Mais, comme le dirait Jerry Boutsiele, « ce n’est pas l’argent qui met les paniers, j’ai toujours vu les joueurs le faire. » Une belle punchline que l’on se devait de ressortir. Ce qu’il faut comprendre ici, c’est que plus un club est riche, plus il proposera des grosses sommes aux joueurs qu’il estime être les meilleurs pour les faire avancer dans le projet collectif. Cela fonctionne aussi pour le coach et le staff.

« Si je prends mon cas personnel, j’y ai pensé à un certain moment de ma carrière. Quand tu es sportif de haut niveau, cela ne dure pas longtemps, c’est 10 ans-15 ans pour les plus chanceux qui ne sont pas handicapés par les blessures. On ne joue pas tous pour l’argent au début, il y a la passion du basket évidemment. Quand le temps passe, tu te poses certaines questions : ai-je assez économisé pour mon après-carrière ? Certains pensent à l’argent en priorité mais il faut les comprendre, ils ont une famille à nourrir. […] On le voit avec certains joueurs qui ne sont pas NBA-ready, mais ils partent parce que tu joues avec les meilleurs joueurs du monde. C’est compliqué de dire à un gamin de 18 ans qu’il ferait mieux de ne pas faire ce choix alors qu’il va gagner 3 millions de dollars à l’année et qu’il touchait 2500€ dans son club. » explique l’intérieur de Dubai BC

Jerry Boutsiele

Un autre point très important que l’on a tendance à oublier : la fiscalité française a parfois ses inconvénients. Jerry Boutsiele nous l’explique.

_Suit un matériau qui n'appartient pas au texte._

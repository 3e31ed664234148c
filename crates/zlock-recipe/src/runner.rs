//! Critical section execution and release

use std::future::Future;
use std::panic::AssertUnwindSafe;
use std::sync::Arc;
use std::time::Duration;

use futures::FutureExt;
use tokio::runtime::Handle;
use tokio::time::Instant;
use tracing::{info, warn};
use zlock_common::Result;

use crate::metrics;
use crate::registrar::{Candidate, CandidateRegistrar};

/// Ownership of a registered candidate.
///
/// Returned to callers only once the candidate holds the lock. Dropping an
/// unreleased guard deletes the candidate in the background on the current
/// tokio runtime; without a runtime the session's ephemeral binding is the
/// only cleanup left.
pub struct LockGuard {
    candidate: Candidate,
    registrar: Arc<CandidateRegistrar>,
    root: String,
    acquired_at: Option<Instant>,
    released: bool,
}

impl LockGuard {
    /// Guard a freshly registered candidate that does not hold the lock yet
    pub(crate) fn pending(
        candidate: Candidate,
        registrar: Arc<CandidateRegistrar>,
        root: &str,
    ) -> Self {
        Self {
            candidate,
            registrar,
            root: root.to_string(),
            acquired_at: None,
            released: false,
        }
    }

    pub(crate) fn mark_acquired(&mut self) {
        self.acquired_at = Some(Instant::now());
    }

    pub fn candidate(&self) -> &Candidate {
        &self.candidate
    }

    pub fn host_id(&self) -> &str {
        &self.candidate.host_id
    }

    pub fn is_acquired(&self) -> bool {
        self.acquired_at.is_some()
    }

    /// How long the lock has been held
    pub fn held_for(&self) -> Duration {
        self.acquired_at
            .map(|at| at.elapsed())
            .unwrap_or_default()
    }

    /// Delete the candidate, releasing the lock to the next waiter
    pub async fn release(mut self) -> Result<()> {
        self.released = true;
        let result = self.registrar.deregister(&self.candidate).await;
        if self.acquired_at.is_some() {
            let held = self.held_for();
            metrics::record_release(&self.root, held, result.is_ok());
            match &result {
                Ok(()) => info!(
                    host_id = %self.candidate.host_id,
                    candidate = %self.candidate.node_path,
                    ?held,
                    "lock released"
                ),
                Err(e) => warn!(
                    host_id = %self.candidate.host_id,
                    candidate = %self.candidate.node_path,
                    "failed to release lock: {}",
                    e
                ),
            }
        }
        result
    }
}

impl std::fmt::Debug for LockGuard {
    fn fmt(&self, f: &mut std::fmt::Formatter<'_>) -> std::fmt::Result {
        f.debug_struct("LockGuard")
            .field("candidate", &self.candidate)
            .field("root", &self.root)
            .field("acquired", &self.is_acquired())
            .field("released", &self.released)
            .finish()
    }
}

impl Drop for LockGuard {
    fn drop(&mut self) {
        if self.released {
            return;
        }
        let candidate = self.candidate.clone();
        let Ok(handle) = Handle::try_current() else {
            warn!(
                candidate = %candidate.node_path,
                "no runtime to release lock candidate, leaving it to session expiry"
            );
            return;
        };

        let registrar = self.registrar.clone();
        let root = self.root.clone();
        let held = self.acquired_at.map(|at| at.elapsed());
        handle.spawn(async move {
            let result = registrar.deregister(&candidate).await;
            if let Some(held) = held {
                metrics::record_release(&root, held, result.is_ok());
            }
            if let Err(e) = result {
                warn!(candidate = %candidate.node_path, "background release failed: {}", e);
            }
        });
    }
}

/// Runs protected work while the lock is held and always releases afterwards
pub struct CriticalSectionRunner;

impl CriticalSectionRunner {
    /// Run `work` to completion, then delete the candidate.
    ///
    /// The candidate is deleted on every exit path. A panic inside `work` is
    /// resumed after the release. If the returned future is dropped mid-work,
    /// the guard's `Drop` releases in the background.
    pub async fn run_exclusive<F, Fut, T>(guard: LockGuard, work: F) -> Result<T>
    where
        F: FnOnce() -> Fut,
        Fut: Future<Output = T>,
    {
        let outcome = AssertUnwindSafe(async move { work().await })
            .catch_unwind()
            .await;
        let released = guard.release().await;

        match outcome {
            Ok(value) => released.map(|()| value),
            Err(panic) => {
                if let Err(e) = released {
                    warn!("release after panicking work failed: {}", e);
                }
                std::panic::resume_unwind(panic)
            }
        }
    }
}

#[cfg(test)]
mod tests {
    use super::*;
    use crate::cancel::CancelSignal;
    use crate::config::RetryPolicy;
    use crate::retry::Retrier;
    use zlock_common::LockError;
    use zlock_coordination::{
        CoordinationClient, CreateMode, MemoryCoordinationService, SessionId,
    };

    async fn acquired_guard(service: &MemoryCoordinationService) -> LockGuard {
        acquired_guard_with_session(service).await.0
    }

    async fn acquired_guard_with_session(
        service: &MemoryCoordinationService,
    ) -> (LockGuard, SessionId) {
        let client: Arc<dyn CoordinationClient> = Arc::new(service.connect());
        let session = client.session_id();
        client
            .create("/locks", b"root node", CreateMode::Persistent)
            .await
            .unwrap();
        let registrar = Arc::new(CandidateRegistrar::new(
            client,
            "/locks",
            "lock-",
            Retrier::new(RetryPolicy::default(), CancelSignal::new()),
        ));
        let candidate = registrar.register("host-a").await.unwrap();
        let mut guard = LockGuard::pending(candidate, registrar, "/locks");
        guard.mark_acquired();
        (guard, session)
    }

    #[tokio::test]
    async fn test_run_exclusive_returns_output_and_releases() {
        let service = MemoryCoordinationService::new();
        let guard = acquired_guard(&service).await;
        assert!(guard.is_acquired());
        assert_eq!(service.children_of("/locks").len(), 1);

        let value = CriticalSectionRunner::run_exclusive(guard, || async { 42 })
            .await
            .unwrap();

        assert_eq!(value, 42);
        assert!(service.children_of("/locks").is_empty());
    }

    #[tokio::test]
    async fn test_failed_work_still_releases() {
        let service = MemoryCoordinationService::new();
        let guard = acquired_guard(&service).await;

        let outcome = CriticalSectionRunner::run_exclusive(guard, || async {
            Err::<(), _>("work failed")
        })
        .await
        .unwrap();

        assert_eq!(outcome, Err("work failed"));
        assert!(service.children_of("/locks").is_empty());
    }

    #[tokio::test]
    async fn test_panicking_work_releases_then_resumes_panic() {
        let service = MemoryCoordinationService::new();
        let guard = acquired_guard(&service).await;

        let run = CriticalSectionRunner::run_exclusive::<_, _, ()>(guard, || async {
            panic!("boom");
        });
        let result = AssertUnwindSafe(run).catch_unwind().await;

        assert!(result.is_err());
        assert!(service.children_of("/locks").is_empty());
    }

    #[tokio::test]
    async fn test_dropped_guard_releases_in_background() {
        let service = MemoryCoordinationService::new();
        let guard = acquired_guard(&service).await;

        drop(guard);
        tokio::time::sleep(Duration::from_millis(20)).await;

        assert!(service.children_of("/locks").is_empty());
    }

    #[tokio::test]
    async fn test_release_after_session_expiry_is_surfaced() {
        let service = MemoryCoordinationService::new();
        let (guard, session) = acquired_guard_with_session(&service).await;

        // the candidate vanishes with its session; deleting through a dead session fails
        assert!(service.expire_session(session));
        let err = guard.release().await.unwrap_err();
        assert!(matches!(err, LockError::SessionExpired(_)));
        assert!(service.children_of("/locks").is_empty());
    }
}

« La fiscalité en France, ça ne rigole pas. Un joueur qui coûte 20 000€, en France, il coûte le double si tu comptes les taxes. Si tu vas en Espagne ou en Turquie, il coûtera beaucoup moins cher au club. »

Sur le plan fiscal, il est donc difficile pour les clubs français de rivaliser avec les grosses sommes proposées à l’étranger.
À l’image de T.J. Shorts, dont le salaire net serait de 450 000 euros la saison. Il coûte en réalité environ un million au Paris BasketBall. En Turquie ou en Espagne, il pourrait toucher ce million en coûtant autant à son employeur.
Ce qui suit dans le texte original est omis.